The Steyning Institution opened inauspiciously in September 1901, 16 days after the death of its commissioner.
The workhouse, which cost £65,000 to construct, was to house and look after the poor and destitute of Sussex.
The building included cells for male and female tramps, padded cells for the mentally ill and a disinfection ward.
It was heralded as an improvement on the old one, which had been designed to make life so grim only the desperate would go there.
Those who broke the rules could be beaten or put on a punishment diet of bread and water, while persistent offenders often ended up in Lewes Prison.
In 1906, new infirmary buildings were added alongside the workhouse, which were used to treat the sick from the Shoreham area.
Historian and former hospital administrator Pat Marshall said: "There are all sorts of things which fascinate people about the workhouse days because it is something that is so alien to us now. We get quite disturbed by some of the things that used to happen but they were only doing the best they could to look after people.
"When the place opened it was right at the end of the Victorian era. The Victorians did not want to see poor people cluttering up their streets and it was much easier to put them in workhouses.
"The men were put in one side, the women in another and the children went to a different place so people who went in as a family probably would not see each other again until an opportunity came for them to get out."
Mr Marshall said: "The local people were quite supportive of the workhouse people, especially the children.
"A lot of elderly people can remember visiting the workhouse as children to sing to the inmates."
In the early days of the infirmary, doctors and nurses did their best to diagnose and treat large numbers of patients without antibiotics and with primitive surgical techniques.
One of the biggest killers of the day was tuberculosis, for which the only treatment was to feed the patients up, put them in rows of beds and hope they got better.
The infirmary and the workhouse co-existed at the Shoreham site until the Thirties when they were amalgamated and renamed Southlands Hospital.
Part of the hospital continued to operate as a workhouse until the Second World War when many beds were given over to the care of injured soldiers.
Hospital staff were called up to fight and replaced by St John Ambulance volunteers, who acted as porters.
After the war, the Welfare State was founded and the workhouse closed but many elderly inmates stayed on in the geriatric wards.
The last former workhouse patient died at the hospital during the Fifties.
Many of the original Victorian workhouse buildings were still in regular use by the hospital until 1996.
In the late 1960s, new facilities were added including inpatient and outpatient areas, diagnostic and rehabilitation departments and operating theatres.
The work was completed in 1979 when the main ward block was opened. Janet Ashton joined the hospital as a cadet nurse in the Sixties aged 17.
She is now secretary of the hospital's League of Nurses and is a staff nurse in the outpatient department.

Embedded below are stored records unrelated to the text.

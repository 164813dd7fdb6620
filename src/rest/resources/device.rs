//! Device resource implementation.

use crate::rest::{Listable, Readable};

resource_type!(
    /// A device registered to the user.
    Device, "device"
);

impl Readable for Device {}
impl Listable for Device {}
//! Logs and echoes multipart form submissions.
//!
//! Register it on a development server to see exactly what a form posts:
//!
//! ```text
//! $ curl -F name=Ada http://localhost:5173/anything
//! Form data:
//!
//! { fields: { name: [ 'Ada' ] }, files: {} }
//! ```
//!
//! Only `POST` requests are touched. Everything else goes straight to the
//! next handler.
//!
//! In [`FormEchoMode::Preview`] the middleware logs the raw request and
//! passes it on without reading the body, matching a preview server that
//! serves already-built output.

use std::path::PathBuf;
use std::sync::Arc;

use http::{Method, StatusCode};
use serde::{Deserialize, Deserializer};
use tracing::{error, info, warn};

use crate::form::{self, DEFAULT_MAX_BODY_BYTES, DecodeError, FormOptions};
use crate::handler::BoxFuture;
use crate::middleware::{Middleware, Next};
use crate::render::{self, RenderFormat, RenderOptions};
use crate::request::Request;
use crate::response::Response;

/// Which server the middleware is attached to.
#[derive(Clone, Copy, Debug, Default, Eq, PartialEq, Deserialize, clap::ValueEnum)]
#[serde(rename_all = "lowercase")]
pub enum FormEchoMode {
    /// Decode, log and answer every POST.
    #[default]
    Dev,
    /// Log every POST and pass it on untouched.
    Preview,
}

/// Settings for [`FormEcho`], usually the `[form_echo]` table of the config
/// file.
#[derive(Clone, Debug, Deserialize)]
#[serde(default, deny_unknown_fields)]
pub struct FormEchoConfig {
    pub mode: FormEchoMode,
    pub format: RenderFormat,
    pub depth: usize,
    /// Status sent when a POST body cannot be decoded.
    #[serde(deserialize_with = "status_code")]
    pub decode_error_status: StatusCode,
    pub max_body_bytes: usize,
    pub upload_dir: Option<PathBuf>,
    pub keep_uploads: bool,
}

impl Default for FormEchoConfig {
    fn default() -> Self {
        Self {
            mode: FormEchoMode::Dev,
            format: RenderFormat::Inspect,
            depth: RenderOptions::default().depth,
            decode_error_status: StatusCode::BAD_REQUEST,
            max_body_bytes: DEFAULT_MAX_BODY_BYTES,
            upload_dir: None,
            keep_uploads: false,
        }
    }
}

impl FormEchoConfig {
    fn render_options(&self) -> RenderOptions {
        RenderOptions { format: self.format, depth: self.depth }
    }

    fn form_options(&self) -> FormOptions {
        FormOptions {
            max_body_bytes: self.max_body_bytes,
            upload_dir: self.upload_dir.clone(),
            keep_uploads: self.keep_uploads,
        }
    }
}

fn status_code<'de, D: Deserializer<'de>>(de: D) -> Result<StatusCode, D::Error> {
    let code = u16::deserialize(de)?;
    StatusCode::from_u16(code).map_err(serde::de::Error::custom)
}

/// The form-echo middleware. See the [module docs](self).
#[derive(Clone, Debug, Default)]
pub struct FormEcho {
    config: Arc<FormEchoConfig>,
}

impl FormEcho {
    pub fn new(config: FormEchoConfig) -> Self {
        Self { config: Arc::new(config) }
    }

    /// Decode-and-echo with default settings.
    pub fn dev() -> Self {
        Self::default()
    }

    /// Log-only with default settings.
    pub fn preview() -> Self {
        Self::new(FormEchoConfig { mode: FormEchoMode::Preview, ..FormEchoConfig::default() })
    }

    pub fn config(&self) -> &FormEchoConfig {
        &self.config
    }
}

impl Middleware for FormEcho {
    fn call(&self, req: Request, next: Next) -> BoxFuture {
        if req.method() != Method::POST {
            return next.run(req);
        }

        match self.config.mode {
            FormEchoMode::Preview => {
                warn!(request = ?req, "POST reached the preview server");
                next.run(req)
            }
            FormEchoMode::Dev => {
                let config = Arc::clone(&self.config);
                Box::pin(async move { echo(req, &config).await })
            }
        }
    }
}

async fn echo(req: Request, config: &FormEchoConfig) -> Response {
    let url = req.uri().to_string();
    warn!(%url, "form POST");

    let content_type = req.content_type().map(str::to_owned);
    let decoded = form::decode(content_type.as_deref(), req.into_body(), &config.form_options()).await;

    match decoded {
        Ok(form) => {
            let rendered = render::render(&form, &config.render_options());
            info!("Form data: {rendered}");
            Response::text(format!("Form data:\n\n{rendered}"))
        }
        Err(e) => {
            error!(%url, error = %e, "form decode failed");
            // A failed upload spool is a server fault.
            let status = match &e {
                DecodeError::Io(_) => StatusCode::INTERNAL_SERVER_ERROR,
                _ => config.decode_error_status,
            };
            Response::builder()
                .status(status)
                .text(format!("Form decode error: {e}\n"))
        }
    }
}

She said: "In the time I have been there, the whole role of nursing has changed, though we are still basically there to care for people.
"In those days nurses did everything, the cleaning, the caring and feeding patients. Now nursing has become much more technical. Nurses do a lot more administering medication and looking after machinery."
In the Sixties, student nurses were expected to live at the hospital where almost every second of their lives was dictated by the matron, who ruled the wards with a rod of steel.
Mrs Ashton said: "We were well cared for. It was like a family with matron looking after us.
Mrs Ashton said: "When I started the uniform was starched aprons, which were stiff as boards."
Today's centenary celebrations will be led by Stuart Heatherington, chairman of Worthing and Southlands Hospitals NHS Trust.